Общность группы, производимая ритуальной практикой и выражаемая религиозными символами, предшествует интерсубъективности, произведенной языком. Лингвистическая коммуникация предполагает принятие или отвержение поддающихся критике притязаний на значимость, выдвижение которых становится возможным только тогда, когда происходит выделение трех миров – объективного, социального и субъективного. В этом процессе дифференциации первенство принадлежит становлению социального мира, то есть нормативных порядков. Как показал Мид, личность, а значит и внутренний мир формируется в результате социализации, когда индивид интернализирует социальные нормы, усваивает поведенческие ожидания обобщенного другого и руководствуется ими.
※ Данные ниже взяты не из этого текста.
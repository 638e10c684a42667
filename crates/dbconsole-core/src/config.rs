//! Console configuration

use serde::{Deserialize, Serialize};
use std::path::{Path, PathBuf};

use dbconsole_data_viewer::DataViewerPagePlacement;

use crate::error::CoreError;
use crate::Result;

#[derive(Debug, Clone, Serialize, Deserialize)]
pub struct Config {
    /// Path to the database file holding open tabs and settings
    pub database_path: PathBuf,
    /// Default tracing filter
    #[serde(default = "default_log_filter")]
    pub log_filter: String,
    #[serde(default)]
    pub data_viewer: DataViewerPagePlacement,
}

fn default_log_filter() -> String {
    "info".to_string()
}

impl Config {
    pub fn new(data_dir: PathBuf) -> Self {
        Self {
            database_path: data_dir.join("dbconsole.db"),
            log_filter: default_log_filter(),
            data_viewer: DataViewerPagePlacement::default(),
        }
    }

    pub fn data_dir() -> PathBuf {
        dirs::data_local_dir()
            .map(|d| d.join("dbconsole"))
            .unwrap_or_else(|| PathBuf::from(".dbconsole"))
    }

    /// Read a JSON config file
    pub fn load<P: AsRef<Path>>(path: P) -> Result<Self> {
        let raw = std::fs::read_to_string(path.as_ref())?;
        Self::from_json(&raw)
    }

    pub fn from_json(raw: &str) -> Result<Self> {
        let config: Config = serde_json::from_str(raw)?;
        config.validate()?;
        Ok(config)
    }

    pub fn save<P: AsRef<Path>>(&self, path: P) -> Result<()> {
        let raw = serde_json::to_string_pretty(self)?;
        std::fs::write(path, raw)?;
        Ok(())
    }

    fn validate(&self) -> Result<()> {
        if self.database_path.as_os_str().is_empty() {
            return Err(CoreError::Config("database_path cannot be empty".to_string()));
        }
        if self.log_filter.trim().is_empty() {
            return Err(CoreError::Config("log_filter cannot be empty".to_string()));
        }
        Ok(())
    }
}

impl Default for Config {
    fn default() -> Self {
        Self::new(Self::data_dir())
    }
}

// Simple dirs implementation for the data directory
mod dirs {
    use std::path::PathBuf;

    pub fn data_local_dir() -> Option<PathBuf> {
        #[cfg(target_os = "windows")]
        {
            std::env::var("LOCALAPPDATA").ok().map(PathBuf::from)
        }
        #[cfg(target_os = "macos")]
        {
            std::env::var("HOME")
                .ok()
                .map(|h| PathBuf::from(h).join("Library/Application Support"))
        }
        #[cfg(target_os = "linux")]
        {
            std::env::var("XDG_DATA_HOME")
                .ok()
                .map(PathBuf::from)
                .or_else(|| {
                    std::env::var("HOME")
                        .ok()
                        .map(|h| PathBuf::from(h).join(".local/share"))
                })
        }
        #[cfg(not(any(target_os = "windows", target_os = "macos", target_os = "linux")))]
        {
            None
        }
    }
}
Объективный мир, мир физических объектов открывается человеку благодаря инструментальному действию, как то, что сопротивляется его активному вторжению, ограничивает его, требует познания и приспособления. Но инструментальные действия осуществляются в рамках отношений сотрудничества членов группы, следовательно, предполагают регулирование взаимодействия. Таким образом, и в этом случае появление нормативных порядков является условием развития объективирующей установки акторов по отношению к миру физических объектов – развития, которое, в конечном счете, ведет к формированию концепта объективного мира.

На уровне сигнального языка индикативное, императивное и экспрессивное значения языка образуют диффузное единство. Только когда выделяются три мира, тогда дифференцируются когнитивное отношение к внешней природе, моральное отношение к коллективной идентичности, экспрессивное отношение к внутренней природе. Становится возможным когнитивное, регулятивное и экспрессивное использование языка в коммуникативных целях, чему соответствуют констативные, регулятивные и экспрессивные речевые акты. Благодаря развитому синтаксису различие в способах употребления языка можно подчеркнуть, используя разные формы предложения (ассерторическое, нормативное, экспрессивное). В этом случае можно говорить о полноценном грамматическом языке и о переходе от символически опосредованного взаимодействия к лингвистически опосредованному и нормативно направляемому взаимодействию, которое является начальной точкой социокультурного развития [74]. Нормативные ожидания и грамматический язык взаимно дополняют друг друга в регулировании взаимодействия.